Recommendations for ZFS as NAS for Proxmox cluster

Hi, I plan to deploy a Ubuntu 24.04 server with 6x1TB SAS SSD and 12x2TB HDD as a dedicated storage server for 3 or 4 other servers running a Proxmox cluster.
The server has 2x12-core CPUs and 192GB DDR4 RAM and will only be used as storage server.
I want to store the VM disks on this server as a shared storage for the cluster to be able to move the VMs around the cluster.
The storage server will be connected with 2x10G and each proxmox server will have its dedicated 10G-NIC for storage only access.

What is the best current practice for a setup like this?
qcow over NFS? or zvols over iSCSI?

What settings should I use for ZFS to get good performance and other tuning tips?
I will probably make a RAID10 of all the HDDs (stripe of mirrors) and use the SSDs as L2ARC, SLOG and maybe special-vdev if that makes sense.
What other tunables should I be chnage? Recordsize and what else?

Thanks for any input!
/Markus

2 Likes

You probably won’t benefit noticeably from L2ARC.

SLOG will only benefit you if you have a heavily synchronous write workload (for example, if you use sync NFS for your storage transport, or if you’re running a lot of database engines in your VMs). Most workloads are not particularly synchronous, so I wouldn’t implement this blindly.

The special generally only becomes significantly useful on an extremely fragmented pool, in my experience.

TL;DR: you may want to consider just building your server with two pool, a fast SSD pool and a slow rust pool. I’d advise mirrors in both cases. The big exception is if you decide to go with sync NFS for your transport, since that will make everything sync.

I’d advise actually testing both NFS targeting qcow2 (or raw) files, and iSCSI targeting zvols. Generally speaking, iSCSI is a higher-performance protocol, IMO… but zvols tend to underperform, on the storage side, so I’m not sure which will wind up giving you the best overall results.
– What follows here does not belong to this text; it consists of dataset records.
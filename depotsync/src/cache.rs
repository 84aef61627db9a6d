//! In-memory product install cache.
//!
//! Answers "is this product installed, and where" without touching the
//! store's database, plus the reverse lookup from the numeric app id a
//! launcher assigns to the store's product id. The cache is owned by
//! whoever owns the store session; nothing here is global.

use std::collections::HashMap;
use std::path::{Path, PathBuf};
use std::sync::atomic::{AtomicU64, Ordering};

use parking_lot::RwLock;
use tracing::debug;

/// Install state of one product.
#[derive(Debug, Clone, PartialEq, Eq)]
pub struct InstallInfo {
    pub is_installed: bool,
    pub install_path: PathBuf,
}

/// One row of a library sync.
#[derive(Debug, Clone, PartialEq, Eq)]
pub struct CachedProduct {
    pub product_id: String,
    pub app_id: u32,
    pub install: InstallInfo,
}

/// Hit and miss counters.
#[derive(Debug, Clone, Copy, Default, PartialEq, Eq)]
pub struct CacheStats {
    pub entries: usize,
    pub hits: u64,
    pub misses: u64,
}

/// Install info keyed by product id, with an app id index.
#[derive(Debug, Default)]
pub struct ProductCache {
    install_info: RwLock<HashMap<String, InstallInfo>>,
    app_ids: RwLock<HashMap<u32, String>>,
    hits: AtomicU64,
    misses: AtomicU64,
}

impl ProductCache {
    pub fn new() -> Self {
        Self::default()
    }

    /// Replace the whole cache with the result of a library sync.
    pub fn invalidate_on_sync<I>(&self, products: I)
    where
        I: IntoIterator<Item = CachedProduct>,
    {
        let mut install_info = self.install_info.write();
        let mut app_ids = self.app_ids.write();
        install_info.clear();
        app_ids.clear();
        for product in products {
            app_ids.insert(product.app_id, product.product_id.clone());
            install_info.insert(product.product_id, product.install);
        }
        debug!(entries = install_info.len(), "Product cache refreshed");
    }

    /// Forget one product, including its app id mapping.
    pub fn invalidate_product(&self, product_id: &str) {
        self.install_info.write().remove(product_id);
        self.app_ids.write().retain(|_, id| id != product_id);
    }

    /// Record a changed install state, e.g. after a download or uninstall.
    pub fn update_install(&self, product_id: &str, is_installed: bool, install_path: &Path) {
        self.install_info.write().insert(
            product_id.to_string(),
            InstallInfo {
                is_installed,
                install_path: install_path.to_path_buf(),
            },
        );
    }

    pub fn register_app_id(&self, app_id: u32, product_id: &str) {
        self.app_ids.write().insert(app_id, product_id.to_string());
    }

    pub fn install_info(&self, product_id: &str) -> Option<InstallInfo> {
        let info = self.install_info.read().get(product_id).cloned();
        let counter = if info.is_some() { &self.hits } else { &self.misses };
        counter.fetch_add(1, Ordering::Relaxed);
        info
    }

    pub fn is_installed(&self, product_id: &str) -> bool {
        self.install_info(product_id)
            .is_some_and(|info| info.is_installed)
    }

    /// Install path of an installed product.
    pub fn install_path(&self, product_id: &str) -> Option<PathBuf> {
        self.install_info(product_id)
            .filter(|info| info.is_installed)
            .map(|info| info.install_path)
    }

    pub fn product_id_for_app(&self, app_id: u32) -> Option<String> {
        self.app_ids.read().get(&app_id).cloned()
    }

    pub fn install_info_for_app(&self, app_id: u32) -> Option<InstallInfo> {
        let product_id = self.product_id_for_app(app_id)?;
        self.install_info(&product_id)
    }

    pub fn stats(&self) -> CacheStats {
        CacheStats {
            entries: self.install_info.read().len(),
            hits: self.hits.load(Ordering::Relaxed),
            misses: self.misses.load(Ordering::Relaxed),
        }
    }
}
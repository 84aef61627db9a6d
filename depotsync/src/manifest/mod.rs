//! Manifest decoding.
//!
//! Every supported payload is decoded through [`decode`], which sniffs the
//! format, parses it into its raw per-format form ([`RawManifest`]) and
//! normalizes that immediately into the canonical [`Manifest`].
//!
//! # Supported formats
//!
//! | Format | Detected by |
//! |--------|-------------|
//! | Binary | leading magic `0x44BEC00C` |
//! | Chunked JSON depot (gen 2) | `depot.items` |
//! | Flat JSON depot (gen 1) | `depot.files` |
//! | Legacy JSON | `ManifestFileVersion` |
//!
//! JSON payloads may be gzip- or zlib-framed.
//!
//! # Example
//!
//! ```ignore
//! use depotsync::manifest;
//!
//! let manifest = manifest::decode(&bytes)?;
//! println!("{} files, {} chunks", manifest.files.len(), manifest.chunks.len());
//! ```

mod binary;
mod compression;
mod epic_json;
mod error;
mod guid;
mod json;
mod model;
mod product;
mod reader;
mod writer;

pub use binary::{BinaryHeader, BinaryManifest, MANIFEST_MAGIC, MAX_SUPPORTED_VERSION};
pub use compression::{decompress, sniff, Framing};
pub use epic_json::{blob_to_u64, EpicJsonManifest};
pub use error::{ManifestError, ManifestResult};
pub use guid::Guid;
pub use json::{DepotManifestV1, DepotManifestV2, MAX_DEPOT_VERSION};
pub use model::{
    Chunk, ChunkCatalog, ChunkPart, CustomFields, FileEntry, FileEntryBuilder, FileFlags,
    FileHashes, LegacySource, Manifest, ManifestFormat, ManifestMeta, SUPPORT_PREFIX, SUPPORT_TAG,
};
pub use product::{
    decode_product_manifest, normalize_languages, parse_builds, Build, BuildsResponse, Depot,
    Product, ProductManifest, WILDCARD_LANGUAGE,
};
pub use writer::encode_binary;

use serde_json::Value;
use tracing::info;

/// A manifest parsed in its source format, before normalization.
#[derive(Debug, Clone)]
pub enum RawManifest {
    Binary(BinaryManifest),
    EpicJson(Box<EpicJsonManifest>),
    GogGen1(DepotManifestV1),
    GogGen2(DepotManifestV2),
}

impl RawManifest {
    /// Detect the format of `data` and parse it without normalizing.
    pub fn parse(data: &[u8]) -> ManifestResult<Self> {
        if binary::is_binary(data) {
            return BinaryManifest::unframe(data).map(Self::Binary);
        }

        let text = decompress(data)?;
        let value: Value = serde_json::from_slice(&text)?;

        let depot = value.get("depot");
        if depot.and_then(|d| d.get("items")).is_some() {
            Ok(Self::GogGen2(serde_json::from_value(value)?))
        } else if depot.and_then(|d| d.get("files")).is_some() {
            Ok(Self::GogGen1(serde_json::from_value(value)?))
        } else if value.get("ManifestFileVersion").is_some() {
            Ok(Self::EpicJson(Box::new(serde_json::from_value(value)?)))
        } else {
            Err(ManifestError::malformed(
                "payload is neither a binary manifest nor a known JSON manifest",
            ))
        }
    }

    pub fn format(&self) -> ManifestFormat {
        match self {
            Self::Binary(_) => ManifestFormat::Binary,
            Self::EpicJson(_) => ManifestFormat::EpicJson,
            Self::GogGen1(_) => ManifestFormat::GogGen1,
            Self::GogGen2(_) => ManifestFormat::GogGen2,
        }
    }

    /// Convert into the canonical model.
    pub fn normalize(self) -> ManifestResult<Manifest> {
        match self {
            Self::Binary(raw) => raw.normalize(),
            Self::EpicJson(raw) => raw.normalize(),
            Self::GogGen1(raw) => raw.normalize(),
            Self::GogGen2(raw) => raw.normalize(),
        }
    }
}

/// Decode any supported manifest payload into the canonical model.
///
/// # Errors
///
/// - [`ManifestError::Malformed`] / [`ManifestError::Json`] when the bytes
///   match no known framing or are truncated
/// - [`ManifestError::UnsupportedVersion`] for a newer format version
/// - [`ManifestError::Decompression`] when a compressed body cannot be inflated
/// - [`ManifestError::ChecksumMismatch`] when the embedded body hash differs
pub fn decode(data: &[u8]) -> ManifestResult<Manifest> {
    let manifest = RawManifest::parse(data)?.normalize()?;
    info!(
        format = ?manifest.format,
        version = manifest.version,
        files = manifest.files.len(),
        chunks = manifest.chunks.len(),
        "Decoded manifest"
    );
    Ok(manifest)
}

#[cfg(test)]
mod tests {
    use super::*;

    #[test]
    fn test_unknown_json_is_malformed() {
        let err = decode(br#"{"hello": "world"}"#).unwrap_err();
        assert!(err.is_malformed());
    }

    #[test]
    fn test_garbage_is_malformed() {
        let err = decode(b"\x00\x01\x02garbage").unwrap_err();
        assert!(err.is_malformed());
    }

    #[test]
    fn test_detects_gen2() {
        let raw = RawManifest::parse(br#"{"depot": {"items": []}}"#).unwrap();
        assert_eq!(raw.format(), ManifestFormat::GogGen2);
    }

    #[test]
    fn test_detects_gen1() {
        let raw = RawManifest::parse(br#"{"depot": {"files": []}}"#).unwrap();
        assert_eq!(raw.format(), ManifestFormat::GogGen1);
    }

    #[test]
    fn test_detects_epic_json() {
        let raw = RawManifest::parse(br#"{"ManifestFileVersion": "013000000000"}"#).unwrap();
        assert_eq!(raw.format(), ManifestFormat::EpicJson);
    }
}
Recordsize / volblocksize settings will be crucial to getting the performance you expect. 64K is usually a good generic default. If that’s not providing you with the performance you expect, you need to start thinking about your actual storage workload: database engines will want blocksize reduced to their page size or possibly double their page size; bulk file storage with no random access inside those files will want blocksize ENLARGED significantly.

For a regular filesystem, I advise recordsize=1M for datasets containing very large files. But when you’re talking VMs, you may want to be a bit more cautious: a ZFS filesystem dataset can and will have a mixture of block sizes inside it, so your metadata will still be in 4KiB blocks while your large files can be in, for example, 1MiB blocks if that’s what you set recordsize to. But when you’re dealing with VMs, whether qcow2, raw, or zvol, you can no longer mix and match blocksizes (because the entire VM sits inside a single file or volume with a fixed blocksize) so you may want to be a bit more cautious. IMO, IME 256K or 512K is about as large as you want to go for a VM store, and you only want to go that large for a virtual drive that will only be serving large files, generally in their entirety (not random access with small blocks INSIDE those large files).

Finally, remember that while you cannot have a mix of blocksizes inside the same zvol, qcow2, or raw, there’s nothing stopping you from giving a VM multiple virtual drives, each with a different size. A webserver that both serves “Linux ISOs” and has a large MySQL InnoDB database, for example, might have two drives: one with recordsize/volblocksize of 16K, for the MySQL database store, and another with recordsize/volblocksize of 512K, for the “Linux ISOs” it serves.

Finally, remember that you don’t have to do every last thing I talked about here. I’m giving you bread crumbs you can follow if you need to, not a set of mandated directions you must follow no matter what! :slight_smile:

2 Likes

My only thought is that a 1TB HDD is going to use about the same power as a 10 or 20 TB HDD and the power usage and heat from all of those somewhat small drives is going to add up.

2 Likes